Some student-athletes have returned home to await the next steps since the MW made its announcement, an admittedly concerning proposition, given the known safety parameters in Laramie compared to wherever the athlete may live.

But at the end of the day, UW’s student-athletes have the right to do what they want. They are not employees.

“We are very worried about it … they are safer here than they are in most of their communities. But they are not workers. They wanted to go home,” Burman said. “That’s one of my concerns about why I think waiting had some value. It keeps them here, it makes them focused. Many of them, their identity is in their sports. … We have to worry about their mental health.”

Of course, the other group impacted by the lack of a fall sports season are football season ticket holders. Any season ticket holders will have their money refunded, if desired, or the money can go toward the next season, whether that be in the spring or fall. The money can also be donated to benefit student-athletes in some capacity.

“Our season ticket holders are the best,” Burman said. “If they want their money back, they will get their money.”

College sports are currently at a crossroads. Over the past few months, student-athletes have found their voices and become their own biggest advocates, with #MWUnited and #WeWanttoPlay among the movements that gained traction nationally. That isn’t a bad thing, Burman said. Athletes should have their voices heard.

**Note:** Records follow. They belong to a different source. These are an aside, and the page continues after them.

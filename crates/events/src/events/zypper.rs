use autopatch_types::{Severity, Subcommand};
use serde::{Deserialize, Serialize};

/// Events around a single zypper invocation
#[derive(Debug, Clone, Serialize, Deserialize)]
#[serde(tag = "type", rename_all = "snake_case")]
pub enum ZypperEvent {
    /// About to spawn zypper
    CommandStarted {
        subcommand: Subcommand,
        command: String,
    },

    /// Zypper exited normally
    CommandFinished {
        subcommand: Subcommand,
        exit_code: i32,
    },

    /// Zypper wrote to standard error
    CommandStderr {
        subcommand: Subcommand,
        stderr: String,
    },
}

impl ZypperEvent {
    #[must_use]
    pub fn level(&self) -> Severity {
        match self {
            Self::CommandStarted { .. }
            | Self::CommandFinished { .. }
            | Self::CommandStderr { .. } => Severity::Debug,
        }
    }

    #[must_use]
    pub fn message(&self) -> String {
        match self {
            Self::CommandStarted { command, .. } => format!("run: {command}"),
            Self::CommandFinished { exit_code, .. } => {
                format!("return code from zypper: {exit_code}")
            }
            Self::CommandStderr { subcommand, stderr } => {
                format!("zypper {subcommand} stderr: {}", stderr.trim_end())
            }
        }
    }
}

The financial landscape of college sports could also be changing, as revenue comes to a halt nationally without football in the fall. But, as was the case with player movements, that isn’t a negative.

“We’re going to be fine. It’s a tough time to be in college athletics, but it’s a tough time to be in the airline industry (and) the restaurant industry,” Burman said. “We have to redefine ourselves.

“In some respects, I hope (things change). I would like to see us be more conservative. (College sports has) operated under the model, ‘spend it as fast as it comes in.’ That’s not a very wise way to run any program.”